-- Given data follows --

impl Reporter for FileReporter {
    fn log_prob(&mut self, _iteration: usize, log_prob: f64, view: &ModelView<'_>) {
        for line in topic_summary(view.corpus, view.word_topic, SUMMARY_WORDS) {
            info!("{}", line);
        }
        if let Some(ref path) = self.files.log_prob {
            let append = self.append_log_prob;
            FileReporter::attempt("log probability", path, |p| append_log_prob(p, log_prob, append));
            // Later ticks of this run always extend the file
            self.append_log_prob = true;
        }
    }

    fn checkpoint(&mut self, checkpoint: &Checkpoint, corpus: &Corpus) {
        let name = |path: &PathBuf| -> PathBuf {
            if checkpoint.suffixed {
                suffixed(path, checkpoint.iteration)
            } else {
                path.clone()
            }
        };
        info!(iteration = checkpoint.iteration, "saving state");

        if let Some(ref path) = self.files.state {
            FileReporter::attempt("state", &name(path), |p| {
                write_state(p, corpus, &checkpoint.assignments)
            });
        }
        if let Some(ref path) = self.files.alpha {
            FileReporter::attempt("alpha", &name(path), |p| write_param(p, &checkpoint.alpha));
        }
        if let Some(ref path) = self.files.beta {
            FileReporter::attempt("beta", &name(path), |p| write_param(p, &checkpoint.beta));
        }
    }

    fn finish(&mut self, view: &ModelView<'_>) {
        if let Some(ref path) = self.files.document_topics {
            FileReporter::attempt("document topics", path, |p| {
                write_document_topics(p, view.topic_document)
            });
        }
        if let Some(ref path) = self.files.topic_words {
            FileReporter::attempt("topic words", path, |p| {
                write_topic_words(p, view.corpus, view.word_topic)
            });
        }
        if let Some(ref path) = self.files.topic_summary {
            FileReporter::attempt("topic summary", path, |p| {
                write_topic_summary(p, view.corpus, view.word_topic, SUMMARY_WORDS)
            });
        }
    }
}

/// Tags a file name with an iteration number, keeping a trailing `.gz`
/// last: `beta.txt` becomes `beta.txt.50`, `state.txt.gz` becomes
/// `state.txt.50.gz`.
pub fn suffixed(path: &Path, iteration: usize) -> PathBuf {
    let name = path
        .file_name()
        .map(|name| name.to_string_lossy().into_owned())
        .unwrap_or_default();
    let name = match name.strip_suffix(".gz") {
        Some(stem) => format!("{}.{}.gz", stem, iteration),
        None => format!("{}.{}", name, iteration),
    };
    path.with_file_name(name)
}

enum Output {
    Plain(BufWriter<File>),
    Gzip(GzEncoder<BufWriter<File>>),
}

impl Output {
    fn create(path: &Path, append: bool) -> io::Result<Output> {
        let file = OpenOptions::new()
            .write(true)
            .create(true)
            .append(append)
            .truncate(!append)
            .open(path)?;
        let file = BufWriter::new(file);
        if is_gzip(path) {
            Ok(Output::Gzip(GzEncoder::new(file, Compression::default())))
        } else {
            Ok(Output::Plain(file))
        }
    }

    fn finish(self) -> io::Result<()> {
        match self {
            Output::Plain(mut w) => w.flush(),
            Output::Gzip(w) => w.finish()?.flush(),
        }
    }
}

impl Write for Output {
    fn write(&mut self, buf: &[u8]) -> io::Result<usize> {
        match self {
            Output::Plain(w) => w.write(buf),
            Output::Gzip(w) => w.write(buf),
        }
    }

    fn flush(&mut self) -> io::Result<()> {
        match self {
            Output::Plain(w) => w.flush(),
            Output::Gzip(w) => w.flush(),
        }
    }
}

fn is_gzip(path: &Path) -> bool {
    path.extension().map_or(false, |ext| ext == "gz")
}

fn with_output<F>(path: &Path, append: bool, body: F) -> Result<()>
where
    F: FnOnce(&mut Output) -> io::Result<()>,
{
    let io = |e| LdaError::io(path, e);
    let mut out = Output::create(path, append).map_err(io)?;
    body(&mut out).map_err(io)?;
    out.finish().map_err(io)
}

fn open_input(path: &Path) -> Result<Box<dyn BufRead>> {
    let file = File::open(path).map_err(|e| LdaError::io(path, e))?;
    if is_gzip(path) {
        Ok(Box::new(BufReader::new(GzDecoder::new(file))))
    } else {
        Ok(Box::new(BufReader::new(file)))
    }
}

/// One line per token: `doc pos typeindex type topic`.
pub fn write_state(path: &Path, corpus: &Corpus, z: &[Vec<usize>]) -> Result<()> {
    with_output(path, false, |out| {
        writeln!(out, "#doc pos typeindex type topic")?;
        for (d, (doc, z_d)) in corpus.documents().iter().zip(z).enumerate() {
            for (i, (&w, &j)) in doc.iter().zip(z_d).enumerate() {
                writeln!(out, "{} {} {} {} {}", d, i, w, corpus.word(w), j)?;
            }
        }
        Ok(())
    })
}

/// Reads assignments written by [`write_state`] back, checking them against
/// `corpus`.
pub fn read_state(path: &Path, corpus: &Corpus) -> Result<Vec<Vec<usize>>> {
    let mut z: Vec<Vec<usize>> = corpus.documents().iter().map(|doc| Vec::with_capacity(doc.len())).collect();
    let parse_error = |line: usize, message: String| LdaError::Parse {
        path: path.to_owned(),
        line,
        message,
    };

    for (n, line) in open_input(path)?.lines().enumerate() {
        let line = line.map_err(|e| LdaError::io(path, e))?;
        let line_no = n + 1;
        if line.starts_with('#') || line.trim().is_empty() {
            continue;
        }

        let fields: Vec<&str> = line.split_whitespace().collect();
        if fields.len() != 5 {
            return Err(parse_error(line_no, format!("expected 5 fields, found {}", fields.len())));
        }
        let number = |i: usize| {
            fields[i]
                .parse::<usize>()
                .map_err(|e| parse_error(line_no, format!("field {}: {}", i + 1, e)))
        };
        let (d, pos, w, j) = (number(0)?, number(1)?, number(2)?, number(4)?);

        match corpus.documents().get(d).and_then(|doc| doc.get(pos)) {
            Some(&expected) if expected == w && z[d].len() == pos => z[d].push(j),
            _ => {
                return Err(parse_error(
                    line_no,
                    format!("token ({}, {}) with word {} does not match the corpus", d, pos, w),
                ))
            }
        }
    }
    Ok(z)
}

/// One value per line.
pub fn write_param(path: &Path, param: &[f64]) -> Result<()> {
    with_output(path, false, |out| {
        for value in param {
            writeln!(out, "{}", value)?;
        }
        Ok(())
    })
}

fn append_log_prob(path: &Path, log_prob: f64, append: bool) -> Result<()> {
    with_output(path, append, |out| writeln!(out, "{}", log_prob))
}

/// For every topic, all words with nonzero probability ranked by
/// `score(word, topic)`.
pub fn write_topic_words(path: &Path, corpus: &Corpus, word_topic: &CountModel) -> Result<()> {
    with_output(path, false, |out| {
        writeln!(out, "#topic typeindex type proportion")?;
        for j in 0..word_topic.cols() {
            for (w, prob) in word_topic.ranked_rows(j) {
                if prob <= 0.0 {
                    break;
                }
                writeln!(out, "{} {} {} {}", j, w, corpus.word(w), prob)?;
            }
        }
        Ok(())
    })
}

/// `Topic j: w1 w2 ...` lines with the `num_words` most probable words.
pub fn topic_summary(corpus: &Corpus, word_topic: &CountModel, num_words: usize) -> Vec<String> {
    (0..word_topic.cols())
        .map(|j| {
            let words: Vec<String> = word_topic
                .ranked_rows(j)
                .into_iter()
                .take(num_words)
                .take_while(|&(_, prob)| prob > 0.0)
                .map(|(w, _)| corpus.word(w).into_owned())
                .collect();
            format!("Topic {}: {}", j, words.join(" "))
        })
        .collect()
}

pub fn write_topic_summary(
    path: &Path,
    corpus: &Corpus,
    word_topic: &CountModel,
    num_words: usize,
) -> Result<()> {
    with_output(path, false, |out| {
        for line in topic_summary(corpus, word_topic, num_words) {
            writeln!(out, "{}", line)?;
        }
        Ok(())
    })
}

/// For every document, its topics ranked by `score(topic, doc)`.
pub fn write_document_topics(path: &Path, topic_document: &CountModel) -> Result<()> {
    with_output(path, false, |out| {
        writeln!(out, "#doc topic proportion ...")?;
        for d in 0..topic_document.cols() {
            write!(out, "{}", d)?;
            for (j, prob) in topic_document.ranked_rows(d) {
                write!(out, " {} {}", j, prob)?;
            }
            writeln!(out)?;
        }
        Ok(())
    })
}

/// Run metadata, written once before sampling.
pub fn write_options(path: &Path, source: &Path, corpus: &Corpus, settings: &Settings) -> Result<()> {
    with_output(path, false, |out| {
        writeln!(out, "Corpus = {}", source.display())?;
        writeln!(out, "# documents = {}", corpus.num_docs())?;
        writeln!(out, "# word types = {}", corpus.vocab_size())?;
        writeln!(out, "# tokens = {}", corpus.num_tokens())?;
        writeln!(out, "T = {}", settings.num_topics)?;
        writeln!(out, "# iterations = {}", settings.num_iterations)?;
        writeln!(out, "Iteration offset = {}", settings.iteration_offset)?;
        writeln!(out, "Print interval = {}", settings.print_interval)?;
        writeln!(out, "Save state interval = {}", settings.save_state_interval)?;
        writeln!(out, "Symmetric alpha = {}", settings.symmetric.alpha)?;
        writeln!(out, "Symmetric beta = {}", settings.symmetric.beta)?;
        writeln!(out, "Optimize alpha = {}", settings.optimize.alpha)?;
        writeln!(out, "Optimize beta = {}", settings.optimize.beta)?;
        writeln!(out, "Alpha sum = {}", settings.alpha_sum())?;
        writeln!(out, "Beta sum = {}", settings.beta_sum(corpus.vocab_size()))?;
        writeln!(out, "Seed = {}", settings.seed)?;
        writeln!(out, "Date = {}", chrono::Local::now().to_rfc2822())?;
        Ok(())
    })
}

-- Given data concluded --

> **Task brief**:
Your task is to transcribe the line containing "for line in topic_summary(corpus, word_topic, num_words)" and every line after it, through the last line of the data, exactly as written and with nothing more.

> **Exercise solution**:
        for line in topic_summary(corpus, word_topic, num_words) {
            writeln!(out, "{}", line)?;
        }
        Ok(())
    })
}

/// For every document, its topics ranked by `score(topic, doc)`.
pub fn write_document_topics(path: &Path, topic_document: &CountModel) -> Result<()> {
    with_output(path, false, |out| {
        writeln!(out, "#doc topic proportion ...")?;
        for d in 0..topic_document.cols() {
            write!(out, "{}", d)?;
            for (j, prob) in topic_document.ranked_rows(d) {
                write!(out, " {} {}", j, prob)?;
            }
            writeln!(out)?;
        }
        Ok(())
    })
}

/// Run metadata, written once before sampling.
pub fn write_options(path: &Path, source: &Path, corpus: &Corpus, settings: &Settings) -> Result<()> {
    with_output(path, false, |out| {
        writeln!(out, "Corpus = {}", source.display())?;
        writeln!(out, "# documents = {}", corpus.num_docs())?;
        writeln!(out, "# word types = {}", corpus.vocab_size())?;
        writeln!(out, "# tokens = {}", corpus.num_tokens())?;
        writeln!(out, "T = {}", settings.num_topics)?;
        writeln!(out, "# iterations = {}", settings.num_iterations)?;
        writeln!(out, "Iteration offset = {}", settings.iteration_offset)?;
        writeln!(out, "Print interval = {}", settings.print_interval)?;
        writeln!(out, "Save state interval = {}", settings.save_state_interval)?;
        writeln!(out, "Symmetric alpha = {}", settings.symmetric.alpha)?;
        writeln!(out, "Symmetric beta = {}", settings.symmetric.beta)?;
        writeln!(out, "Optimize alpha = {}", settings.optimize.alpha)?;
        writeln!(out, "Optimize beta = {}", settings.optimize.beta)?;
        writeln!(out, "Alpha sum = {}", settings.alpha_sum())?;
        writeln!(out, "Beta sum = {}", settings.beta_sum(corpus.vocab_size()))?;
        writeln!(out, "Seed = {}", settings.seed)?;
        writeln!(out, "Date = {}", chrono::Local::now().to_rfc2822())?;
        Ok(())
    })
}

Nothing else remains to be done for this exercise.